Welcome to Uncommon Leadership today.
I’m Michael Hunter, with Uncommon Teams.
Today I’m talking with Louise Perold.
Louise has been leading teams for several decades, first in South Africa, and now in Portugal.
She’s been focused on quality throughout, including co-organizing a testing conference in South Africa for a number of years, and she’s currently serving on the board of the Association for Software Testing.
She readily says that she’s made plenty of mistakes along the way. The Problem Solving Leadership workshop helped her understand herself better, and that better understanding has been key in her journey as a leader.
My personal experience learning from Louise at many a testing conference has me greatly looking forward to our conversation today.
Louise Perold 1:01
Thank you. Thanks so much.
As you reflect over your journey to seeing people’s people and learning to leverage their unique gifts to best accomplish your goals, what has had the biggest impact so far?
A lot of things, probably in chain reaction with each other or building on top of each other.
Going back to Problem Solving Leadership, that was certainly something that was transformative for me, not only in how I see myself, but also in learning about how to observe a system and the difference between our observations and our judgments about those observations. And how to separate those two things a little bit more.
Specifically, Johanna and Esther’s book Behind Closed Doors really helped me to learn the power of a one-on-one. Especially if you think about it with a format in mind, and think about it with a goal of not only looking at how is the person doing with the last piece of work or if the plans for the future work, but also just building a relationship with that person. Starting to understand some of their life, and what may or may not be affecting work, and also their hopes and dreams for the future, where they really see their career going. And how you can perhaps spot opportunities or see how, within an organization, you could help facilitate some of those things.
That’s maybe the first book I read that really showed people bringing our whole selves into work and how to facilitate that from both sides.
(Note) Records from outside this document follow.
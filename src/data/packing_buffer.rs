// ============================================================
// Layer 4 — Padding-Free Packing Buffer
// ============================================================
// Concatenates tokenized samples until the next one would not
// fit, then hands back everything except that last sample as
// a finished window.
//
// Capacity is sequence_length + 1: the extra slot is consumed
// when the training loop shifts the window by one to build
// next-token targets.
//
// Example with sequence_length = 150 (capacity 151):
//
//   push 100  → buffer [100]          total 100   keep going
//   push  50  → buffer [100, 50]      total 150   keep going
//   push  80  → buffer [100, 50, 80]  total 230   overflow!
//               emit   [100, 50]      (150 tokens)
//               keep   [80]           as the seed of the next window
//
// Only one sample is appended per push and the capacity check
// runs after every append, so an overflow is always caused by
// the sample just added. Samples longer than the capacity on
// their own are refused before they touch the buffer, so an
// emitted window is never empty and never over capacity.
//
// Invariant, checked on every emission:
//   sum(sample_lengths) == tokens.len() == is_completion.len()

use crate::data::{label_policy::LabelPolicy, position_policy::PositionPolicy};
use crate::domain::{error::PackingError, sample::TokenizedSample, window::PackedWindow};

/// Window contents before the label and position policies run.
#[derive(Debug, Clone, PartialEq, Eq)]
pub struct RawWindow {
    pub tokens:         Vec<u32>,
    pub is_completion:  Vec<bool>,
    pub sample_lengths: Vec<usize>,
}

impl RawWindow {
    pub fn len(&self) -> usize {
        self.tokens.len()
    }

    pub fn is_empty(&self) -> bool {
        self.tokens.is_empty()
    }

    /// Apply both policies and produce the artifact handed to
    /// the training loop.
    pub fn finish(self, labels: LabelPolicy, positions: PositionPolicy) -> Result<PackedWindow, PackingError> {
        let label_mask   = labels.apply(&self.tokens, &self.is_completion);
        let position_ids = positions.apply(&self.sample_lengths);

        let window = PackedWindow {
            input_ids: self.tokens,
            label_mask,
            position_ids,
            sample_lengths: self.sample_lengths,
        };
        window.validate()?;
        Ok(window)
    }
}

#[derive(Debug, Clone)]
pub struct PackingBuffer {
    tokens:         Vec<u32>,
    is_completion:  Vec<bool>,
    sample_lengths: Vec<usize>,
    max_window_len: usize,
}

impl PackingBuffer {
    pub fn new(sequence_length: usize) -> Self {
        let max_window_len = sequence_length + 1;
        Self {
            tokens:         Vec::new(),
            is_completion:  Vec::new(),
            sample_lengths: Vec::new(),
            max_window_len,
        }
    }

    pub fn max_window_len(&self) -> usize {
        self.max_window_len
    }

    /// Tokens currently buffered.
    pub fn len(&self) -> usize {
        self.tokens.len()
    }

    pub fn is_empty(&self) -> bool {
        self.tokens.is_empty()
    }

    pub fn sample_lengths(&self) -> &[usize] {
        &self.sample_lengths
    }

    /// Add one sample. Returns a finished window when this sample
    /// overflowed the buffer; the sample itself then seeds the
    /// next window.
    ///
    /// A sample longer than the window capacity is refused with
    /// `OverLengthSample` and the buffer is left untouched.
    pub fn push(&mut self, sample: TokenizedSample) -> Result<Option<RawWindow>, PackingError> {
        let sample_len = sample.len();
        if sample_len > self.max_window_len {
            return Err(PackingError::OverLengthSample {
                len: sample_len,
                max: self.max_window_len,
            });
        }

        let (tokens, flags) = sample.into_parts();
        self.tokens.extend_from_slice(&tokens);
        self.is_completion.extend_from_slice(&flags);
        self.sample_lengths.push(sample_len);

        if self.tokens.len() <= self.max_window_len {
            return Ok(None);
        }

        // Everything but the sample we just appended becomes the window.
        let cut = self.tokens.len() - sample_len;
        let seed_tokens = self.tokens.split_off(cut);
        let seed_flags  = self.is_completion.split_off(cut);
        let seed_len    = self.sample_lengths.pop().unwrap_or(sample_len);

        let window = RawWindow {
            tokens:         std::mem::replace(&mut self.tokens, seed_tokens),
            is_completion:  std::mem::replace(&mut self.is_completion, seed_flags),
            sample_lengths: std::mem::replace(&mut self.sample_lengths, vec![seed_len]),
        };

        check_invariant(&window)?;
        tracing::trace!(
            "Packed window: {} tokens from {} samples",
            window.len(),
            window.sample_lengths.len()
        );
        Ok(Some(window))
    }

    /// Drain whatever is buffered into a final window.
    /// Returns `None` when the buffer is empty.
    pub fn flush(&mut self) -> Result<Option<RawWindow>, PackingError> {
        if self.sample_lengths.is_empty() {
            return Ok(None);
        }
        let window = RawWindow {
            tokens:         std::mem::take(&mut self.tokens),
            is_completion:  std::mem::take(&mut self.is_completion),
            sample_lengths: std::mem::take(&mut self.sample_lengths),
        };
        check_invariant(&window)?;
        Ok(Some(window))
    }
}

fn check_invariant(window: &RawWindow) -> Result<(), PackingError> {
    if window.tokens.len() != window.is_completion.len() {
        return Err(PackingError::LengthMismatch {
            tokens: window.tokens.len(),
            flags:  window.is_completion.len(),
        });
    }
    let summed: usize = window.sample_lengths.iter().sum();
    if summed != window.tokens.len() {
        return Err(PackingError::BufferInvariant {
            buffered: window.tokens.len(),
            summed,
        });
    }
    Ok(())
}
I have always thought that one of the big mistakes I have made is that I used to have a daily meeting with the team.
I felt, initially, that would be sufficient for us to all get to know each other.
It was definitely a first.
There was a focus about building a relationship as a team and understanding what people were perhaps challenged with, then where they could ask for help and share knowledge, and we could grow as a team.
I hadn’t thought enough about the individual. A space for me and the individual to also connect that was outside of the team. Where people might share completely different things.
You get to know a different side of somebody on a one-on-one basis than you do within a team.
Just realizing, “Oh wait. I probably need to do this as well.”
Starting that journey was really important for me.
Are you generally more comfortable bringing up aspects of your personal self in a group meeting, or are you more on the side of those who are not so comfortable doing that?
It depends on the group, and it depends on where we are as a team.
I think it takes time for me to share personal aspects about myself in a group for sure.
But, often with the teams that I have led, I certainly get to that place.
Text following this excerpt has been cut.